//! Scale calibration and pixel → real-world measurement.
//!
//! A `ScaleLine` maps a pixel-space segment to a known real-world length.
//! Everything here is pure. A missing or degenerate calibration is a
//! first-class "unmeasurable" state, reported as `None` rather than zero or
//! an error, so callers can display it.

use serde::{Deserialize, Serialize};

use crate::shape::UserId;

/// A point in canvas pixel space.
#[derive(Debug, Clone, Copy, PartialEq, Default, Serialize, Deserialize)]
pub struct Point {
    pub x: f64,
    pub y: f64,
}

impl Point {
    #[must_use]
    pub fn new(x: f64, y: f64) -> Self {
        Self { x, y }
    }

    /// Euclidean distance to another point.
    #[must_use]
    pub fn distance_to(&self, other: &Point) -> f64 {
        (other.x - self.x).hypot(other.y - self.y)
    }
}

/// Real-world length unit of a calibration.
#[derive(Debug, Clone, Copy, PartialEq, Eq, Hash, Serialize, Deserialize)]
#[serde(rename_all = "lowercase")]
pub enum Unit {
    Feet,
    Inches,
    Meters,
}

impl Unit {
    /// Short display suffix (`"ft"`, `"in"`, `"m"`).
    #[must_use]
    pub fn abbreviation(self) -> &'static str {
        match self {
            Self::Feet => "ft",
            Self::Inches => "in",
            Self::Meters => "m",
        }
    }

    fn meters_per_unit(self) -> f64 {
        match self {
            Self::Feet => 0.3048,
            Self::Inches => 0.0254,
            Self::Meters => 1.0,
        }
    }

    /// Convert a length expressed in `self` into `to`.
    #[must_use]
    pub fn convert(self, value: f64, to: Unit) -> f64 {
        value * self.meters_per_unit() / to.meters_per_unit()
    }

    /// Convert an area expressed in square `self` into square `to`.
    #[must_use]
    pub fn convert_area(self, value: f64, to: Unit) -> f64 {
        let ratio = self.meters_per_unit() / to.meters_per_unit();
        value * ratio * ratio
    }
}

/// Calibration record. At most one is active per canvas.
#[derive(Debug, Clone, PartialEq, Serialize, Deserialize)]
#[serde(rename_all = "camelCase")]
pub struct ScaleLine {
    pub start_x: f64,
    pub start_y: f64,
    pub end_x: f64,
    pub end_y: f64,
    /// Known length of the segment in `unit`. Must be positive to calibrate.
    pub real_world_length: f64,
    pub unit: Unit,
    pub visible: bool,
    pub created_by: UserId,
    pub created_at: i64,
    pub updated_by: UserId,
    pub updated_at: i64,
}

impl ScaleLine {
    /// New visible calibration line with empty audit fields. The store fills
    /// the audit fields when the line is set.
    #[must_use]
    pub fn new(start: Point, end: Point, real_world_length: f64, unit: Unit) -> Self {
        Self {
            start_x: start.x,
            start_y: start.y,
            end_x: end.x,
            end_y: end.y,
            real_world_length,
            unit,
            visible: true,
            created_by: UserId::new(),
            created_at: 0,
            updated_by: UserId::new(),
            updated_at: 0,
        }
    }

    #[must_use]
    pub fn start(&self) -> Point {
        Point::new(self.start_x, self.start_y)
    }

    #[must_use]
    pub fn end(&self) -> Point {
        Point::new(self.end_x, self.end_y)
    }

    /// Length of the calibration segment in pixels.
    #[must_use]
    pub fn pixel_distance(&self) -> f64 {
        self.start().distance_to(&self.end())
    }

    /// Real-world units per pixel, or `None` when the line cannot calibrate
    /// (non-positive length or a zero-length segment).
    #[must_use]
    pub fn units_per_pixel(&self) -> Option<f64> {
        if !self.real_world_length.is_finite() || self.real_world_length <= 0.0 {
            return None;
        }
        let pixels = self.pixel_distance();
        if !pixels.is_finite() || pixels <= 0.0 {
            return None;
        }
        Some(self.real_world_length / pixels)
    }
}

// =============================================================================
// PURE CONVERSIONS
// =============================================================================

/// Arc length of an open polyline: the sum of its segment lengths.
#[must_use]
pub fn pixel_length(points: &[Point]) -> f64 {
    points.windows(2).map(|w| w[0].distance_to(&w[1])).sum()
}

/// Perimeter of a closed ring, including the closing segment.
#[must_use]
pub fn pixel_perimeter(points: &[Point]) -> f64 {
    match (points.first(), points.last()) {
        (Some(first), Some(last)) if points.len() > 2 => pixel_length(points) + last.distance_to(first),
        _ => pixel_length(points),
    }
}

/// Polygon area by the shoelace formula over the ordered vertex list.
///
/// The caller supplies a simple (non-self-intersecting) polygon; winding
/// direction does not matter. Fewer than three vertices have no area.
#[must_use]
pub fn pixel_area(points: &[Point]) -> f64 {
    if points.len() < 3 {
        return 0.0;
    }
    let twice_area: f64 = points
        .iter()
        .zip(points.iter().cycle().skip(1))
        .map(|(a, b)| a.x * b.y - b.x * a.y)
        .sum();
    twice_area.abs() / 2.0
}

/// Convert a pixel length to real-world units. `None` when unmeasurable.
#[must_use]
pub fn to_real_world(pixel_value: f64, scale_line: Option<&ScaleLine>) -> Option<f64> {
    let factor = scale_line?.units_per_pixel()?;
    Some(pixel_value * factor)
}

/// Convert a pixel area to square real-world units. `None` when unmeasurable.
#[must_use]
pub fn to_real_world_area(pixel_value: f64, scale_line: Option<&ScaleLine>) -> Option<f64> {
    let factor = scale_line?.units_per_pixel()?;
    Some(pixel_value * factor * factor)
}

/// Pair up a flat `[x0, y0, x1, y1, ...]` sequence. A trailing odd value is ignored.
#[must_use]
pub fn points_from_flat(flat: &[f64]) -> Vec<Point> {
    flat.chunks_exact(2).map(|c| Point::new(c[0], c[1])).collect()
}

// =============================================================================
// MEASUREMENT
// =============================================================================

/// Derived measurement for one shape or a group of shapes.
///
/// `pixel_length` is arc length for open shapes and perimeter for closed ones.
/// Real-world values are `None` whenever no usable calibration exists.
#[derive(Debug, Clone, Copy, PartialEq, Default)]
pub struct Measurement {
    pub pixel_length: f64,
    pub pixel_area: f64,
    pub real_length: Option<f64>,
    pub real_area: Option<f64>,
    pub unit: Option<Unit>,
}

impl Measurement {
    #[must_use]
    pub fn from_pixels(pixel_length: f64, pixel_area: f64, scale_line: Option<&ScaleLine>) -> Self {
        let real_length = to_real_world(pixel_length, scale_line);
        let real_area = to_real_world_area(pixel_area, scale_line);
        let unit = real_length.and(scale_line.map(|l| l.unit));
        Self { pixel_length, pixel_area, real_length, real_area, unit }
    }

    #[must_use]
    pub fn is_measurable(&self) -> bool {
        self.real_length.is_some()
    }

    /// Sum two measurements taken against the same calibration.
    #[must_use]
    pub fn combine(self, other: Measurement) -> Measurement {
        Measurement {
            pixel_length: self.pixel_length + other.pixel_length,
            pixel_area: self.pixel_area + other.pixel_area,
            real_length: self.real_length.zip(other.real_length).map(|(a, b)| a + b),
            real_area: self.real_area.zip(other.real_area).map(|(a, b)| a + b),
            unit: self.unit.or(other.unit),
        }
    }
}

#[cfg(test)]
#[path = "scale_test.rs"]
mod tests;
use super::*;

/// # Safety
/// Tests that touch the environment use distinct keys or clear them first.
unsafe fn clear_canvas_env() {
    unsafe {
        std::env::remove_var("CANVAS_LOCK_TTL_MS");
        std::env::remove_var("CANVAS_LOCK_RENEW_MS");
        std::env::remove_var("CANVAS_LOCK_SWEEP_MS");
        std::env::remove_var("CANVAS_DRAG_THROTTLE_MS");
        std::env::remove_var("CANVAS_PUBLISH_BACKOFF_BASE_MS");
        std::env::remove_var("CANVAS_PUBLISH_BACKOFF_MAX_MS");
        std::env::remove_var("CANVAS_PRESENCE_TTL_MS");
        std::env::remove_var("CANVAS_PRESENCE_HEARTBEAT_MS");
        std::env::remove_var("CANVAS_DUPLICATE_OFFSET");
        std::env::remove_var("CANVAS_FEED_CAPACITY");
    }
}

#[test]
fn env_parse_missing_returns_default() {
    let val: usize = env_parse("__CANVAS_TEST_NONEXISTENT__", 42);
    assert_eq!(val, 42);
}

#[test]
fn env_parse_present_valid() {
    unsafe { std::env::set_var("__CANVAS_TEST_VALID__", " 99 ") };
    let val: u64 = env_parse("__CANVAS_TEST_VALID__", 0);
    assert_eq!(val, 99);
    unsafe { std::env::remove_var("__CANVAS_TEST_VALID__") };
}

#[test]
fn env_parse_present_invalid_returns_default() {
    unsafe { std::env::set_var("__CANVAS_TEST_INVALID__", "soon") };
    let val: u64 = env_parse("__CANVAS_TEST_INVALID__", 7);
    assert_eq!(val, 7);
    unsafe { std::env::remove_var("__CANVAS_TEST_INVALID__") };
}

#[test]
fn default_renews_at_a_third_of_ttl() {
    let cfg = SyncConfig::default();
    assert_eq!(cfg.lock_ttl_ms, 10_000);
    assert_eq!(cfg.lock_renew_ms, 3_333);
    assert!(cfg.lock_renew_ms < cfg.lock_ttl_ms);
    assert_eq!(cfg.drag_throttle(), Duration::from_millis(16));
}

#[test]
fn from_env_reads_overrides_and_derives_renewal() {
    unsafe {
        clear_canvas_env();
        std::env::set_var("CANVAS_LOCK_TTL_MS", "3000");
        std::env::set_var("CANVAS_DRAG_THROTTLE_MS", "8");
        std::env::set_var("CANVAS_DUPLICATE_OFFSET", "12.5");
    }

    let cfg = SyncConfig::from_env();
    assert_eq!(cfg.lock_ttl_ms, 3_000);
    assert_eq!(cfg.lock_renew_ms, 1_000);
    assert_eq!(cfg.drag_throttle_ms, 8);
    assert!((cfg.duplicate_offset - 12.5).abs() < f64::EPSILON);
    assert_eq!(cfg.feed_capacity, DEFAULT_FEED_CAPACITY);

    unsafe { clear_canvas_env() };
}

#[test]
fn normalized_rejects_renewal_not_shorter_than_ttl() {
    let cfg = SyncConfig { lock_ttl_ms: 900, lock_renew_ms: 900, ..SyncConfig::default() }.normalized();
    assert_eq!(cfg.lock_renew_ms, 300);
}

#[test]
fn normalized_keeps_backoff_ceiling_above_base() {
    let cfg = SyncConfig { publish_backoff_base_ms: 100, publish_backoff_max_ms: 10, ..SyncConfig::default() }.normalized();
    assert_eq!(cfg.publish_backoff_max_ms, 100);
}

---

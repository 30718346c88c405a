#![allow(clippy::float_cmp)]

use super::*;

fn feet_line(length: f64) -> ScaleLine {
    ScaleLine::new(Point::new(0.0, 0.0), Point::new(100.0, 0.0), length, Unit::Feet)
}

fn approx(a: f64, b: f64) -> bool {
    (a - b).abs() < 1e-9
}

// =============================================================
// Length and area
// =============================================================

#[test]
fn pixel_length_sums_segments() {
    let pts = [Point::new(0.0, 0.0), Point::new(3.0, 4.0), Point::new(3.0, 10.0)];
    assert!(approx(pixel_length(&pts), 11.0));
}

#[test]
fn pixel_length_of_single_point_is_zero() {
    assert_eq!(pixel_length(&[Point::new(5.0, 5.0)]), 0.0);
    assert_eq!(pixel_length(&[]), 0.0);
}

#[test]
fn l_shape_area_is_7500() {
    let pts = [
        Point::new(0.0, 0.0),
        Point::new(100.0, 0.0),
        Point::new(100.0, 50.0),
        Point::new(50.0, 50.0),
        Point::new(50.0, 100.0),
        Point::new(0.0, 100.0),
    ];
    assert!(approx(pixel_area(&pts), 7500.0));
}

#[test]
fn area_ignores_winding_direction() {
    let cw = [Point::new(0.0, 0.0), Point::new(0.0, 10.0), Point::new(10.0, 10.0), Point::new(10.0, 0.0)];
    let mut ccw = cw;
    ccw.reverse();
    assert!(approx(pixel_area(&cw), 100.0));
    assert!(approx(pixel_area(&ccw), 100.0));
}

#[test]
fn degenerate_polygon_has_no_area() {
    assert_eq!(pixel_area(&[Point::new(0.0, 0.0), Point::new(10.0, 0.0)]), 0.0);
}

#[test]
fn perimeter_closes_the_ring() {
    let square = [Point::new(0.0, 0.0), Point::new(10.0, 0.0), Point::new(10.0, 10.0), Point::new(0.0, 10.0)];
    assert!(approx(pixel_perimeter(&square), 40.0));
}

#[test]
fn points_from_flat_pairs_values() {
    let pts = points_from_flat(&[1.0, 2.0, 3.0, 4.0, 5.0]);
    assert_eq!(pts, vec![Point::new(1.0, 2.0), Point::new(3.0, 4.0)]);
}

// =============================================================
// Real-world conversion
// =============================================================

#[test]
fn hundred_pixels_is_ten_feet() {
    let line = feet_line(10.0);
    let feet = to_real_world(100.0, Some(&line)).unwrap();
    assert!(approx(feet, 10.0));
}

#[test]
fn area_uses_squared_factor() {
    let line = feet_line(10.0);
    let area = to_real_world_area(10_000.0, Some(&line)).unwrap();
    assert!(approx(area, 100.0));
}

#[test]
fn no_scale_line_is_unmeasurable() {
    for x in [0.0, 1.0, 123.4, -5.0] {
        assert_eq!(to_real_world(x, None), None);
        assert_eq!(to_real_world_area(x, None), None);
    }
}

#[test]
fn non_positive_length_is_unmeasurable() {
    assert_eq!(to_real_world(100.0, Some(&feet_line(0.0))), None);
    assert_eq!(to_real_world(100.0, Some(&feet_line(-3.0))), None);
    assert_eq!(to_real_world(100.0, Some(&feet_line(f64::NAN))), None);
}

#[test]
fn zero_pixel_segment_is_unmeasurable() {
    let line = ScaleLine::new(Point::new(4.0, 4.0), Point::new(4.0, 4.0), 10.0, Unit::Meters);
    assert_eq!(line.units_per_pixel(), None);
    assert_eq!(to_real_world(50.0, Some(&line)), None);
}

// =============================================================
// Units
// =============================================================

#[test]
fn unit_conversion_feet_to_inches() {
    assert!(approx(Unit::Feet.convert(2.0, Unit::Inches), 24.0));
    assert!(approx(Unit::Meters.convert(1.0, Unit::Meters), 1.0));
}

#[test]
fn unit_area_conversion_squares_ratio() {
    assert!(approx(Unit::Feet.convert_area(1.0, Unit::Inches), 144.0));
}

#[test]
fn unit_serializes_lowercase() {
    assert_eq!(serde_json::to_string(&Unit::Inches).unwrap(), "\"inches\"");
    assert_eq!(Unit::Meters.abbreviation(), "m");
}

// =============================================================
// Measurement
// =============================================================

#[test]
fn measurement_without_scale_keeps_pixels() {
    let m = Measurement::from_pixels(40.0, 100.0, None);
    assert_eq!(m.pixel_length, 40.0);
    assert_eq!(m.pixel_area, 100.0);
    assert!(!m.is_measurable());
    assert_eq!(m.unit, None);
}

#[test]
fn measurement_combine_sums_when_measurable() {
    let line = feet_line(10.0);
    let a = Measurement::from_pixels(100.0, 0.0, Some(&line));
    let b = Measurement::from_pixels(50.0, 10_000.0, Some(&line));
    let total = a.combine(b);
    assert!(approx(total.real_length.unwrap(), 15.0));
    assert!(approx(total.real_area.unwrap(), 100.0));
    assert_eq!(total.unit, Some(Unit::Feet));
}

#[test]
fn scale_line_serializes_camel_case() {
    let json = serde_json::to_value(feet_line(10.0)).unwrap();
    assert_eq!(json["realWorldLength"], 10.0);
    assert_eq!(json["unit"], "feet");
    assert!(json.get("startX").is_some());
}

Exercise brief: Copy exactly the stretch of data above from the line with "usable calibration exists." through the line with "pixel_length: self.pixel_length +", and omit all other lines.

Problem solution:
/// Real-world values are `None` whenever no usable calibration exists.
#[derive(Debug, Clone, Copy, PartialEq, Default)]
pub struct Measurement {
    pub pixel_length: f64,
    pub pixel_area: f64,
    pub real_length: Option<f64>,
    pub real_area: Option<f64>,
    pub unit: Option<Unit>,
}

impl Measurement {
    #[must_use]
    pub fn from_pixels(pixel_length: f64, pixel_area: f64, scale_line: Option<&ScaleLine>) -> Self {
        let real_length = to_real_world(pixel_length, scale_line);
        let real_area = to_real_world_area(pixel_area, scale_line);
        let unit = real_length.and(scale_line.map(|l| l.unit));
        Self { pixel_length, pixel_area, real_length, real_area, unit }
    }

    #[must_use]
    pub fn is_measurable(&self) -> bool {
        self.real_length.is_some()
    }

    /// Sum two measurements taken against the same calibration.
    #[must_use]
    pub fn combine(self, other: Measurement) -> Measurement {
        Measurement {
            pixel_length: self.pixel_length + other.pixel_length,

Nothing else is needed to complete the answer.